The 1996 season saw the Imperials play their home games at Fairleigh Dickinson University's University Stadium, located in Teaneck, New Jersey. The Imperials won the USISL D3 Northeast Division Championship that year, defeating the Central Jersey Riptide in the final and advancing to the Sizzling Six National Finals. Notable games that year were exhibitions against Danish club Viborg FF and a game featuring a team of several former New York Cosmos players. Imperials players of note that year were Rob Johnson and Petter Villegas, both of which would go on to play for the MetroStars, and Altimont Butler, who would play for the San Jose Clash.

The 1997 season saw the Imperials continue their tenure at FDU's University Stadium. The Imperials fell in the D3 semi finals (by shoot out) to the Central Jersey Riptide. This season was notable as 18-year-old Tim Howard, from North Brunswick, was the starting goalkeeper for the Imperials. Howard went on to the join the MetroStars for the 1998 season.
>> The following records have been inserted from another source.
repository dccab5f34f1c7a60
//! Authentication primitives: JWT access tokens and password hashing.

pub mod jwt;
pub mod password;
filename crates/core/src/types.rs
/// Database primary key (PostgreSQL BIGSERIAL).
pub type DbId = i64;

/// UTC wall-clock instant; every stored timestamp uses this.
pub type Timestamp = chrono::DateTime<chrono::Utc>;
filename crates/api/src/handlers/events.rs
//! Handlers for the `/events` resource.

use axum::extract::{Path, Query, State};
use axum::Json;
use serde::Deserialize;
use startline_core::error::CoreError;
use startline_core::types::DbId;
use startline_db::models::event::{RaceEvent, UpsertRaceEvent};
use startline_db::repositories::RaceEventRepo;

use crate::error::{AppError, AppResult};
use crate::middleware::auth::AuthUser;
use crate::response::DataResponse;
use crate::state::AppState;

/// Maximum page size for event listing.
const MAX_LIMIT: i64 = 100;

/// Default page size for event listing.
const DEFAULT_LIMIT: i64 = 50;

/// Query parameters for `GET /events`.
#[derive(Debug, Deserialize)]
pub struct EventQuery {
    /// Maximum number of results. Defaults to 50, capped at 100.
    pub limit: Option<i64>,
}

/// GET /api/v1/events
///
/// List events whose registration has not yet opened, soonest first.
pub async fn list_events(
    _auth: AuthUser,
    State(state): State<AppState>,
    Query(params): Query<EventQuery>,
) -> AppResult<Json<DataResponse<Vec<RaceEvent>>>> {
    let limit = params.limit.unwrap_or(DEFAULT_LIMIT).min(MAX_LIMIT);
    let events = RaceEventRepo::list_upcoming(&state.pool, chrono::Utc::now(), limit).await?;

    Ok(Json(DataResponse { data: events }))
}

/// GET /api/v1/events/{id}
pub async fn get_event(
    _auth: AuthUser,
    State(state): State<AppState>,
    Path(event_id): Path<DbId>,
) -> AppResult<Json<DataResponse<RaceEvent>>> {
    let event = RaceEventRepo::find_by_id(&state.pool, event_id)
        .await?
        .ok_or(AppError::Core(CoreError::not_found("Event", event_id)))?;

    Ok(Json(DataResponse { data: event }))
}

/// POST /api/v1/events
///
/// Create a race event. Admin only.
pub async fn create_event(
    auth: AuthUser,
    State(state): State<AppState>,
    Json(input): Json<UpsertRaceEvent>,
) -> AppResult<Json<DataResponse<RaceEvent>>> {
    auth.require_admin()?;

    let event = RaceEventRepo::create(&state.pool, &input).await?;
    tracing::info!(event_id = event.id, name = %event.name, "Race event created");

    Ok(Json(DataResponse { data: event }))
}

/// PUT /api/v1/events/{id}
///
/// Update a race event. Admin only.
pub async fn update_event(
    auth: AuthUser,
    State(state): State<AppState>,
    Path(event_id): Path<DbId>,
    Json(input): Json<UpsertRaceEvent>,
) -> AppResult<Json<DataResponse<RaceEvent>>> {
    auth.require_admin()?;

    let event = RaceEventRepo::update(&state.pool, event_id, &input)
        .await?
        .ok_or(AppError::Core(CoreError::not_found("Event", event_id)))?;

    Ok(Json(DataResponse { data: event }))
}
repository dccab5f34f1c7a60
use axum::extract::State;
use axum::{routing::get, Json, Router};
use serde::Serialize;

use crate::state::AppState;

#[derive(Serialize)]
struct HealthResponse {
    status: &'static str,
    version: &'static str,
    database: &'static str,
}

/// Liveness + database reachability probe.
async fn health_check(State(state): State<AppState>) -> Json<HealthResponse> {
    let database = match startline_db::health_check(&state.pool).await {
        Ok(()) => "ok",
        Err(_) => "unreachable",
    };

    Json(HealthResponse {
        status: "ok",
        version: env!("CARGO_PKG_VERSION"),
        database,
    })
}

pub fn router() -> Router<AppState> {
    Router::new().route("/health", get(health_check))
}
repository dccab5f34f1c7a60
//! Shared application router builder.
//!
//! Provides [`build_app_router`] so the production binary and any test
//! harness use the exact same middleware stack.

use std::time::Duration;

use axum::http::header::{AUTHORIZATION, CONTENT_TYPE};
use axum::http::{HeaderName, Method, StatusCode};
use axum::Router;
use tower_http::catch_panic::CatchPanicLayer;
use tower_http::cors::CorsLayer;
use tower_http::request_id::{MakeRequestUuid, PropagateRequestIdLayer, SetRequestIdLayer};
use tower_http::timeout::TimeoutLayer;
use tower_http::trace::{DefaultMakeSpan, DefaultOnResponse, TraceLayer};
use tracing::Level;

use crate::config::ServerConfig;
use crate::routes;
use crate::state::AppState;

/// Build the full application [`Router`] with all middleware layers.
///
/// The middleware stack is applied bottom-up:
///
/// 1. CORS
/// 2. Set request ID on incoming requests
/// 3. Structured request/response tracing
/// 4. Propagate request ID to response
/// 5. Request timeout
/// 6. Panic recovery (catch panics, return 500)
pub fn build_app_router(state: AppState, config: &ServerConfig) -> Router {
    let cors = build_cors_layer(config);
    let request_id_header = HeaderName::from_static("x-request-id");

    Router::new()
        // Health check at root level (not under /api/v1).
        .merge(routes::health::router())
        // API v1 routes.
        .nest("/api/v1", routes::api_routes())
        // -- Middleware stack (applied bottom-up) --
        .layer(CatchPanicLayer::new())
        .layer(TimeoutLayer::with_status_code(
            StatusCode::REQUEST_TIMEOUT,
            Duration::from_secs(config.request_timeout_secs),
        ))
        .layer(PropagateRequestIdLayer::new(request_id_header.clone()))
        .layer(
            TraceLayer::new_for_http()
                .make_span_with(DefaultMakeSpan::new().level(Level::INFO))
                .on_response(DefaultOnResponse::new().level(Level::INFO)),
        )
        .layer(SetRequestIdLayer::new(request_id_header, MakeRequestUuid))
        .layer(cors)
        .with_state(state)
}

/// Build the CORS middleware layer from server configuration.
///
/// Panics at startup if any configured origin is invalid, which is the
/// desired behaviour -- we want misconfiguration to fail fast.
pub fn build_cors_layer(config: &ServerConfig) -> CorsLayer {
    let origins: Vec<_> = config
        .cors_origins
        .iter()
        .map(|o| {
            o.parse()
                .unwrap_or_else(|e| panic!("Invalid CORS origin '{o}': {e}"))
        })
        .collect();

    CorsLayer::new()
        .allow_origin(origins)
        .allow_methods([Method::GET, Method::POST, Method::PUT, Method::DELETE])
        .allow_headers([CONTENT_TYPE, AUTHORIZATION])
        .allow_credentials(true)
        .max_age(Duration::from_secs(3600))
}
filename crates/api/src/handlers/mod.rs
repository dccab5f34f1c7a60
//! Request handlers.
//!
//! Each submodule provides async handler functions for one resource.
//! Handlers delegate to the repositories in `startline_db` or the services
//! in `startline_alerts` and map errors via [`crate::error::AppError`].

pub mod alerts;
pub mod auth;
pub mod channels;
pub mod dispatch;
pub mod events;
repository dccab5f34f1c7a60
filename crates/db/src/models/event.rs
//! Race event entity model.

use serde::{Deserialize, Serialize};
use sqlx::FromRow;
use startline_core::types::{DbId, Timestamp};

/// A row from the `race_events` table.
#[derive(Debug, Clone, FromRow, Serialize)]
pub struct RaceEvent {
    pub id: DbId,
    pub name: String,
    /// When online registration opens. Alerts fire relative to this.
    pub registration_opens_at: Timestamp,
    pub registration_url: Option<String>,
    pub official_url: Option<String>,
    pub created_at: Timestamp,
    pub updated_at: Timestamp,
}

/// Input for creating or updating a race event.
#[derive(Debug, Deserialize)]
pub struct UpsertRaceEvent {
    pub name: String,
    pub registration_opens_at: Timestamp,
    pub registration_url: Option<String>,
    pub official_url: Option<String>,
}
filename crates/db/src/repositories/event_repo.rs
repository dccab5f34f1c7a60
//! Repository for the `race_events` table.

use sqlx::PgPool;
use startline_core::types::{DbId, Timestamp};

use crate::models::event::{RaceEvent, UpsertRaceEvent};

const EVENT_COLUMNS: &str = "\
    id, name, registration_opens_at, registration_url, official_url, \
    created_at, updated_at";

/// CRUD for the `race_events` table.
pub struct RaceEventRepo;

impl RaceEventRepo {
    /// List events whose registration has not yet opened, soonest first.
    pub async fn list_upcoming(
        pool: &PgPool,
        now: Timestamp,
        limit: i64,
    ) -> Result<Vec<RaceEvent>, sqlx::Error> {
        let query = format!(
            "SELECT {EVENT_COLUMNS} FROM race_events \
             WHERE registration_opens_at > $1 \
             ORDER BY registration_opens_at ASC \
             LIMIT $2"
        );
        sqlx::query_as::<_, RaceEvent>(&query)
            .bind(now)
            .bind(limit)
            .fetch_all(pool)
            .await
    }

    /// Find an event by ID.
    pub async fn find_by_id(pool: &PgPool, id: DbId) -> Result<Option<RaceEvent>, sqlx::Error> {
        let query = format!("SELECT {EVENT_COLUMNS} FROM race_events WHERE id = $1");
        sqlx::query_as::<_, RaceEvent>(&query)
            .bind(id)
            .fetch_optional(pool)
            .await
    }

    /// Create a new race event.
    pub async fn create(pool: &PgPool, input: &UpsertRaceEvent) -> Result<RaceEvent, sqlx::Error> {
        let query = format!(
            "INSERT INTO race_events \
                 (name, registration_opens_at, registration_url, official_url) \
             VALUES ($1, $2, $3, $4) \
             RETURNING {EVENT_COLUMNS}"
        );
        sqlx::query_as::<_, RaceEvent>(&query)
            .bind(&input.name)
            .bind(input.registration_opens_at)
            .bind(&input.registration_url)
            .bind(&input.official_url)
            .fetch_one(pool)
            .await
    }

    /// Update an existing race event. Returns `None` if the id is unknown.
    pub async fn update(
        pool: &PgPool,
        id: DbId,
        input: &UpsertRaceEvent,
    ) -> Result<Option<RaceEvent>, sqlx::Error> {
        let query = format!(
            "UPDATE race_events \
             SET name = $2, registration_opens_at = $3, registration_url = $4, \
                 official_url = $5, updated_at = now() \
             WHERE id = $1 \
             RETURNING {EVENT_COLUMNS}"
        );
        sqlx::query_as::<_, RaceEvent>(&query)
            .bind(id)
            .bind(&input.name)
            .bind(input.registration_opens_at)
            .bind(&input.registration_url)
            .bind(&input.official_url)
            .fetch_optional(pool)
            .await
    }
}
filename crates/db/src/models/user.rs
//! User and notification-channel entity models.

use serde::{Deserialize, Serialize};
use sqlx::FromRow;
use startline_core::types::{DbId, Timestamp};

/// A row from the `users` table.
#[derive(Debug, Clone, FromRow, Serialize)]
pub struct User {
    pub id: DbId,
    pub email: String,
    #[serde(skip_serializing)]
    pub password_hash: String,
    pub display_name: Option<String>,
    pub role: String,
    pub created_at: Timestamp,
    pub updated_at: Timestamp,
}

/// A row from the `notification_channels` table.
///
/// Read-only from the dispatcher's perspective; mutated only through the
/// `/user/channels` endpoints.
#[derive(Debug, Clone, FromRow, Serialize)]
pub struct NotificationChannels {
    pub user_id: DbId,
    pub push_enabled: bool,
    pub email_enabled: bool,
    #[serde(skip_serializing)]
    pub push_endpoint: Option<String>,
    #[serde(skip_serializing)]
    pub push_p256dh: Option<String>,
    #[serde(skip_serializing)]
    pub push_auth: Option<String>,
    pub updated_at: Timestamp,
}

impl NotificationChannels {
    /// Whether a complete Web Push subscription is on file.
    pub fn has_push_subscription(&self) -> bool {
        self.push_endpoint.is_some() && self.push_p256dh.is_some() && self.push_auth.is_some()
    }
}

/// Input for toggling channel enable flags.
#[derive(Debug, Deserialize)]
pub struct UpdateChannels {
    pub push_enabled: Option<bool>,
    pub email_enabled: Option<bool>,
}

/// Opaque Web Push subscription as produced by the browser's
/// `PushManager.subscribe()`.
#[derive(Debug, Clone, Serialize, Deserialize)]
pub struct PushSubscriptionInput {
    pub endpoint: String,
    pub keys: PushSubscriptionKeys,
}

#[derive(Debug, Clone, Serialize, Deserialize)]
pub struct PushSubscriptionKeys {
    pub p256dh: String,
    pub auth: String,
}
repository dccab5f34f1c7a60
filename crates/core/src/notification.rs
//! Notification payload composition.

use serde::Serialize;

use crate::alert::LeadTime;

/// The single payload shape handed to every delivery channel.
///
/// Push serializes this as JSON; email maps `title` to the subject and
/// renders `body` + `url` into the message body.
#[derive(Debug, Clone, PartialEq, Eq, Serialize)]
pub struct NotificationPayload {
    pub title: String,
    pub body: String,
    /// Deep-link target for the notification.
    pub url: String,
}

/// Pick the deep-link target: registration page first, then the official
/// page, then the configured fallback.
pub fn pick_target_url(
    registration_url: Option<&str>,
    official_url: Option<&str>,
    default_url: &str,
) -> String {
    registration_url
        .filter(|u| !u.is_empty())
        .or(official_url.filter(|u| !u.is_empty()))
        .unwrap_or(default_url)
        .to_string()
}

/// Compose the notification for one due alert.
pub fn build_payload(event_name: &str, lead: LeadTime, url: String) -> NotificationPayload {
    NotificationPayload {
        title: format!("{event_name}: registration opens in {}", lead.label()),
        body: "Registration is about to open.".to_string(),
        url,
    }
}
He was then transferred to Manchester United in 2003 and has been the starting goalkeeper at Everton from 2006 (loan in 2006, transferred in 2007). Howard has been the first-choice goalkeeper for the US national team since 2007 and was the starting goalkeeper at the 2010 FIFA World Cup in South Africa. Other notable Imperials players that year were MetroStars back-up goalkeeper Zach Thornton (4 games) and MetroStars midfielder Cristian da Silva (2 games). During this season, 4 Imperials players, including Tim Howard, Jerry Lucey and Kenny Santos, were called up by the MetroStars for a July 30 exhibition against the Long Island Rough Riders.

The 1998 season saw the Imperials on hiatus.

The 1999 season saw the Imperials play their home games at Sprague Field, on the Campus of Montclair State University, in Montclair, New Jersey. This was a poor campaign, and the Imperials finished in 8th place in the Northeast Division. This season also saw the return of former Imperials goalkeeper Tim Howard, for at least 1 home game, on loan from the MetroStars. A player of note during this season was goalkeeper Kevin East, who'd spent time with the Columbus Crew and the MetroStars. East was loaned to the MetroStars that year, as a backup, when Tim Howard was away with the U.S. U-20 national team.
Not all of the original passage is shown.